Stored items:
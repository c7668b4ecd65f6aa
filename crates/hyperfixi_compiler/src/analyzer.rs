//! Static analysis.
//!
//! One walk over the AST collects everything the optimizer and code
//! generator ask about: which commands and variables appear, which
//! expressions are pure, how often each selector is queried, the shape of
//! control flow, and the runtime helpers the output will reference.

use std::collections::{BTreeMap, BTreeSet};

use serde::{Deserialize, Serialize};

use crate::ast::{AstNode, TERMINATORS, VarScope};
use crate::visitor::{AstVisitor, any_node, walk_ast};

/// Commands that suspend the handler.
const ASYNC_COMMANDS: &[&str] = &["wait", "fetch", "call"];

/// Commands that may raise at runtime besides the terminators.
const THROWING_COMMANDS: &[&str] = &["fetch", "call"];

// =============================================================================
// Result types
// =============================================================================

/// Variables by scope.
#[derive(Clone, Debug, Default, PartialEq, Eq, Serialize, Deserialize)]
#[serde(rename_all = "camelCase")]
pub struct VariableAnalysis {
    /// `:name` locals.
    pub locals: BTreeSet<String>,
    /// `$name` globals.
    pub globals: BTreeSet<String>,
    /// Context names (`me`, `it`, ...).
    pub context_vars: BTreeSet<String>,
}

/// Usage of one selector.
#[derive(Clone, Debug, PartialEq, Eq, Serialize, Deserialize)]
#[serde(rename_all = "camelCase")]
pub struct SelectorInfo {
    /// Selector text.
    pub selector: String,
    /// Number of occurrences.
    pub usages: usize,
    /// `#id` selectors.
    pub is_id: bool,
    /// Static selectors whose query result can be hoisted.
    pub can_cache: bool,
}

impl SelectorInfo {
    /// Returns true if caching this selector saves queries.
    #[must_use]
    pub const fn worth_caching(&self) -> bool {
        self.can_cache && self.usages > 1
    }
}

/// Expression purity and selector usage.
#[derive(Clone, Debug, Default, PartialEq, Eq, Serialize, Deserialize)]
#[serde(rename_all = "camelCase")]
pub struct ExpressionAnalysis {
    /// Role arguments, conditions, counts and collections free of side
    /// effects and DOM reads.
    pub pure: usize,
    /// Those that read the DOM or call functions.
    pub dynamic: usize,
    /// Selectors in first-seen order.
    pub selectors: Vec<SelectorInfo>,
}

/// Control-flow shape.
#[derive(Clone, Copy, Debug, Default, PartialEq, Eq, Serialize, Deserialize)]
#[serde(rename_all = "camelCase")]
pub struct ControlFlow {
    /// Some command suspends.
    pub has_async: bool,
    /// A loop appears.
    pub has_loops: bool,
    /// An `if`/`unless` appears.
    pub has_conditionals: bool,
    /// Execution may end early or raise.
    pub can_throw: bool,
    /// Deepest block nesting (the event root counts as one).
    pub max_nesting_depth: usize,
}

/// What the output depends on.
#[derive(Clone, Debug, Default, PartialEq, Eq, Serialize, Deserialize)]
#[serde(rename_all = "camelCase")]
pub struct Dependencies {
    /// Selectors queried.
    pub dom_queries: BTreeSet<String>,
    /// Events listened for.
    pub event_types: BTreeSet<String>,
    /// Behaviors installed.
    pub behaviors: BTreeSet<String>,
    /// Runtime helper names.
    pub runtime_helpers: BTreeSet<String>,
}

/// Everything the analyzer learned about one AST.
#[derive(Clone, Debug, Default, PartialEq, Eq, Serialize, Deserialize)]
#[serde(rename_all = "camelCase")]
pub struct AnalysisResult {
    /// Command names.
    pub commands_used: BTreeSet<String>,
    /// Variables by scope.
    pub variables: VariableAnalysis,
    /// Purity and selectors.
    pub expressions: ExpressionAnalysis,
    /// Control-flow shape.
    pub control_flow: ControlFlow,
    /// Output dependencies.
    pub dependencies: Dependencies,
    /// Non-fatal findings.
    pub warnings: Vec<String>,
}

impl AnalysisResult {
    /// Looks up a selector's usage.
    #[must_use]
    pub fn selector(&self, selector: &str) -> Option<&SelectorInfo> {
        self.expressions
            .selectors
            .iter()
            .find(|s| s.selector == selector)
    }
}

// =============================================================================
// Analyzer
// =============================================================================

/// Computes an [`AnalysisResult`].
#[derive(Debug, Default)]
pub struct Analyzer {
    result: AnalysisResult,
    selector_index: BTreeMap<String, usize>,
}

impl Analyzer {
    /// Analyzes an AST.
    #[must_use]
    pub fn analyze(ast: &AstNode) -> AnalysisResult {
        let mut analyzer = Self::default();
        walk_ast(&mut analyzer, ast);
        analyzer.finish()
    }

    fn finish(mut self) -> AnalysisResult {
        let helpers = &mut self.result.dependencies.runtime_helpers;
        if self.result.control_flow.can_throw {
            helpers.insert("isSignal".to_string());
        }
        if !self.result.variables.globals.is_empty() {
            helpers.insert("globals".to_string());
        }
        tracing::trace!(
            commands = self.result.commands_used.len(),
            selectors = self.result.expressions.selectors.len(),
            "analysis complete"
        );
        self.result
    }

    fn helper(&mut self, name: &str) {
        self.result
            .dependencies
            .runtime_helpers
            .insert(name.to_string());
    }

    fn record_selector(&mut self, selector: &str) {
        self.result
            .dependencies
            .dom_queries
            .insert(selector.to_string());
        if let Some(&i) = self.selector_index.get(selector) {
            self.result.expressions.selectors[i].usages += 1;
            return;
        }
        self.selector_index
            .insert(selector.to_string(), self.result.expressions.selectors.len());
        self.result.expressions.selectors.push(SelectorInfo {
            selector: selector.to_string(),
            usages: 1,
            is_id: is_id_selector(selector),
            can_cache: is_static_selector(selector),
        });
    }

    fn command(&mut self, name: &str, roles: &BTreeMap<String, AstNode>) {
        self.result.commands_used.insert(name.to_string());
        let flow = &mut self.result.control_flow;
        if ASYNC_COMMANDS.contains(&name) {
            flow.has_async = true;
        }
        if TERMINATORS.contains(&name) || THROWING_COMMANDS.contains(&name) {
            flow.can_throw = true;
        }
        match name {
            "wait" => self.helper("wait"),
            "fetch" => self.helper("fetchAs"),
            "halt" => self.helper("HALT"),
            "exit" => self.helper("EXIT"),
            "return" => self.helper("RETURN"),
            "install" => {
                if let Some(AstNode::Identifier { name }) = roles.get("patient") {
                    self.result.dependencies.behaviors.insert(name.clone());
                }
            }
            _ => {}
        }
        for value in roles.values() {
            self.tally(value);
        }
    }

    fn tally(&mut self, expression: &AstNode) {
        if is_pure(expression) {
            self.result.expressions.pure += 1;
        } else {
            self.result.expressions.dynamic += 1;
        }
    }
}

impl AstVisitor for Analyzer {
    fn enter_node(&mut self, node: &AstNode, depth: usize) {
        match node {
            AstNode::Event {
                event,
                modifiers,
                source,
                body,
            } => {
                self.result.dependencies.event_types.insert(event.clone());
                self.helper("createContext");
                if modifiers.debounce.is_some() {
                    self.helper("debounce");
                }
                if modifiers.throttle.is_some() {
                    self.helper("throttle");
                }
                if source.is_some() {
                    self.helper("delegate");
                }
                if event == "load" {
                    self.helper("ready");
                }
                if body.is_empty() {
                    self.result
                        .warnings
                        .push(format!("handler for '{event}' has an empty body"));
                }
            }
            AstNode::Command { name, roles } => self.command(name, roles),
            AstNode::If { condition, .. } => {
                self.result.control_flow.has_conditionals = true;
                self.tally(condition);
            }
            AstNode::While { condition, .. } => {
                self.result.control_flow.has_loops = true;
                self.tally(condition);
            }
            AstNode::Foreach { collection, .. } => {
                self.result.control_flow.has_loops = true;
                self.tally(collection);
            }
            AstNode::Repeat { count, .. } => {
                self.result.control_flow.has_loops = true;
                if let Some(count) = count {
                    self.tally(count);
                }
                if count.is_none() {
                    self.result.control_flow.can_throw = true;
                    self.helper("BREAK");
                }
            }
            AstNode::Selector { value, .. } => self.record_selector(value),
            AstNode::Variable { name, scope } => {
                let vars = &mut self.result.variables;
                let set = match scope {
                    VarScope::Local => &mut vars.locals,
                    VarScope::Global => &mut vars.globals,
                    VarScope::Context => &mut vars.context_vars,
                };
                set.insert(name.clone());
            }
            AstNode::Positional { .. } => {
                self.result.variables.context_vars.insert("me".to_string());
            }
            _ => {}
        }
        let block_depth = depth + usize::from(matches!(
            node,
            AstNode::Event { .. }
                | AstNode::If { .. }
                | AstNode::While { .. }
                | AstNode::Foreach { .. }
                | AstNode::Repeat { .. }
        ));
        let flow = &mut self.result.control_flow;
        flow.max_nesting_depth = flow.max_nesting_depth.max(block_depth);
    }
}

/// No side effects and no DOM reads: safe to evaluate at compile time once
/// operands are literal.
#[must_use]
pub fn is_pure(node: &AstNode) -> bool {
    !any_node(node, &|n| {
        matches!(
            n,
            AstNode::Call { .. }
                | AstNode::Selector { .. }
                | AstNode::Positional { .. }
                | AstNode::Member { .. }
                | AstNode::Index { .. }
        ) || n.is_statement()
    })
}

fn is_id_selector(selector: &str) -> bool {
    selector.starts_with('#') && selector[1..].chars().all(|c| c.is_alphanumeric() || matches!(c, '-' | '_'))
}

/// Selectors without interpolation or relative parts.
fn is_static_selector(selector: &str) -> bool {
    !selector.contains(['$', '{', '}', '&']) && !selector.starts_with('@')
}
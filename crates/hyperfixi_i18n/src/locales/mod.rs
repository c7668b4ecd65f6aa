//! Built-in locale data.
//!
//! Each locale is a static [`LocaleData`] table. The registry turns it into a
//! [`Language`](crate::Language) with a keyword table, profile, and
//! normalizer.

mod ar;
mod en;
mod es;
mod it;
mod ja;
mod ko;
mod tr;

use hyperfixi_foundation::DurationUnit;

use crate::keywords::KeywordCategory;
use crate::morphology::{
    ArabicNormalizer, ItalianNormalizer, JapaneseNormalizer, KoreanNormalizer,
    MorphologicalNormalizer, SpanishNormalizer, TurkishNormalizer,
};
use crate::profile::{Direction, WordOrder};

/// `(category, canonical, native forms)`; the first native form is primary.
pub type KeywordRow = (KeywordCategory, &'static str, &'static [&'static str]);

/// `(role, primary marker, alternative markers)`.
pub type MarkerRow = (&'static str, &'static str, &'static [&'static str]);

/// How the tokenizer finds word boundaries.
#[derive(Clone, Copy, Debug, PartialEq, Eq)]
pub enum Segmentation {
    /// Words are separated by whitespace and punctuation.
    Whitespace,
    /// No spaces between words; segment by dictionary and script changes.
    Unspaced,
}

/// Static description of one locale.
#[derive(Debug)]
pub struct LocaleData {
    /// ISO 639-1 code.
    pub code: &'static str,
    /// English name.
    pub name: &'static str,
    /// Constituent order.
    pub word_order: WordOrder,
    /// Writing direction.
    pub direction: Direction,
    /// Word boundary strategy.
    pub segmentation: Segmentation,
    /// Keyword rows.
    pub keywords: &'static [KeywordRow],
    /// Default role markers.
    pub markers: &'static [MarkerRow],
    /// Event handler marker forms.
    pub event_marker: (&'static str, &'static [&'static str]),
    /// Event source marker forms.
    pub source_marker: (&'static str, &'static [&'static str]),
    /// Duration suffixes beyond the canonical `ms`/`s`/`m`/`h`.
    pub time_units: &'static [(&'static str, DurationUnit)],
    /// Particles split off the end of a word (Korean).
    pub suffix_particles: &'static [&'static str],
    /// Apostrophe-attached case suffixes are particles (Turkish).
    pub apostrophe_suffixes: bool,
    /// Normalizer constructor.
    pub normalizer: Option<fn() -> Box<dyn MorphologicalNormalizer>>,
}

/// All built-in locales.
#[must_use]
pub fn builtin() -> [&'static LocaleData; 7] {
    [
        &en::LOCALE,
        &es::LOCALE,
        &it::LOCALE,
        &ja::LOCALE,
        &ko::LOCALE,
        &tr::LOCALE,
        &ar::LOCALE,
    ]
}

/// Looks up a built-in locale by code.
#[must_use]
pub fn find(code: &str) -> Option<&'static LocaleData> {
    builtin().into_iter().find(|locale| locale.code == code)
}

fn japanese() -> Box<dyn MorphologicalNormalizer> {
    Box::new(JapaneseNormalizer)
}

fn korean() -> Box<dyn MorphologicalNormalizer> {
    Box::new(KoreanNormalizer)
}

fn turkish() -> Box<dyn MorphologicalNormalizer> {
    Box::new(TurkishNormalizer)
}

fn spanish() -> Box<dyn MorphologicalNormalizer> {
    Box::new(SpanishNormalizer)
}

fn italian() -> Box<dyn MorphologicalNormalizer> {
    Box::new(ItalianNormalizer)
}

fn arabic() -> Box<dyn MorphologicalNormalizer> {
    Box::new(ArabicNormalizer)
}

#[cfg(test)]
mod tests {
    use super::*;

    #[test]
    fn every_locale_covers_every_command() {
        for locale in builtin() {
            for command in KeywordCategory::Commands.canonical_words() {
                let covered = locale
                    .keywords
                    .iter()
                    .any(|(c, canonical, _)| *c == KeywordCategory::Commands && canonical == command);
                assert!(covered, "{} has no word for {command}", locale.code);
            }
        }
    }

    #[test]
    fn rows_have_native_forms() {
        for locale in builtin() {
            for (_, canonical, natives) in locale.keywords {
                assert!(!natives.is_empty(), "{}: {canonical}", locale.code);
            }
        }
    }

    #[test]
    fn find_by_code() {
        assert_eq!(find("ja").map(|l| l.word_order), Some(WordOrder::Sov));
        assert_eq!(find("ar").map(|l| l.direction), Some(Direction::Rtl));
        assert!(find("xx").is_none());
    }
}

#### [Task prompt]
Beginning with the very first line of the records above, please retype each line through the one that has "output will reference.", and add nothing.

#### [Reply to the task]
repository c7668b4ecd65f6aa
filename crates/hyperfixi_compiler/src/analyzer.rs
//! Static analysis.
//!
//! One walk over the AST collects everything the optimizer and code
//! generator ask about: which commands and variables appear, which
//! expressions are pure, how often each selector is queried, the shape of
//! control flow, and the runtime helpers the output will reference.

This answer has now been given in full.